Many folks showed up at City Hall for the walking tour—so many that they had to break it up into two separate groups, with Salata leading the first one and historian Leonard McKay guiding the second pack. As always, I was one of the youngest people in attendance. I try and explain to the younger minions that local history rocks, but no one under 40 ever seems to care. Anyway, for the walking tour, Salata led the group straight over to the Odd Fellows building, which now houses Hank Coca's Downtown Furniture, and then to several others, including the one that houses Gordon Biersch. The tour concluded at the San Jose Museum of Art to celebrate a new project to restore the tower to the old part of the building. The private reception at the museum drew an entire ensemble cast including the mayor, a few city councilmembers and folks decked out in Victorian attire. The wine flowed.
As the mayor took the podium to speak, I escaped around the corner to Gordon Biersch, where that brewery was holding its tapping party for their annual Mai Bock, a celebratory springtime brew that packs a punch. The lager flowed while regulars and their guests imbibed into the evening. Be careful, though. Mai Bock is a devil in disguise. It sneaks up on you. In any event, you should support local beer. That's the point.
And the very next day, City Hall celebrated even more things local. The second Taste of Downtown event took place at noontime. A wide variety of restaurants exist downtown, whether they're voguish or more hole-in-the-wall, and about 10 offered a sample of their menus from booths inside the rotunda. Many other big municipalities, like New York, San Francisco and Montreal, have similar citywide dine-out promotions and this is just downtown San Jose's miniversion of it all. Call it local flavor if you must. The only thing missing was a booth representing Charlie's Liquors, that infamous dump that used to sit right at Fourth and Santa Clara where the City Hall is now. It was the only liquor store in the neighborhood that stayed open until 2am. Since you couldn't shop at the pigsty without surrendering to the bums, the crackheads and the homeless who inhabited the parking lot, just about every neighbor was relieved when the city finally flattened the place. Right across the street, one used to find Lenny's Cocktails, which also should have had its own booth. Next door to Lenny's was the Quality Cafe, to which all the drunks would stagger out of the bar for a two-dollar breakfast. Now that's a taste of downtown.

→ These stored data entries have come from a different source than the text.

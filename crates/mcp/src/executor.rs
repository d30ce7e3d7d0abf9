//! Tool executor trait.

use std::future::Future;

use serde::{Deserialize, Serialize};
use thiserror::Error;

use crate::call::ToolCall;
use crate::protocol::CallToolResult;

/// Errors that can occur during tool execution.
#[derive(Debug, Clone, PartialEq, Serialize, Deserialize, Error)]
pub enum ToolError {
    #[error("unknown tool: {0}")]
    NotFound(String),
    #[error("invalid input: {0}")]
    InvalidInput(String),
    #[error("timed out after {0}ms")]
    Timeout(u64),
    #[error("{0}")]
    Execution(String),
    #[error("tool not available on this host: {0}")]
    Unavailable(String),
    #[error("transport error: {0}")]
    Transport(String),
}

/// Trait for tool executors.
///
/// Implementations run a tool by name and return its text output. This is
/// the boundary between the dispatch core and side effects: the core only
/// sees the text or the failure message.
pub trait ToolExecutor: Send + Sync {
    /// Execute a tool call.
    fn execute(&self, call: &ToolCall) -> impl Future<Output = Result<String, ToolError>> + Send;
}

impl CallToolResult {
    /// Collapse into the executor contract: text on success, message on failure.
    pub fn into_text(self) -> Result<String, ToolError> {
        let text = self.text_content();
        if self.failed() {
            let message = text.strip_prefix("Error: ").unwrap_or(&text);
            Err(ToolError::Execution(message.to_string()))
        } else {
            Ok(text)
        }
    }
}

Maybe this would make San Jose a destination place. Take visitors on a dive bar tour of the valley. Take 'em to Alex's 49er Inn, where folks take taxis to the bar at 10am. Bring out-of-towners to check out The Bear's on Alma or the Branham Lounge. Bring a Gray Line tour bus to the Last Call in Los Gatos—which is pretty much the place to go after you've been cut off at every other bar in Los Gatos.
There do indeed exist rockin' activities all throughout the valley, not just in downtown San Jose. And local flavor includes dive bars and rundown liquor stores, not just the Tech Museum, the Mystery House or Santana Row. Bottoms up.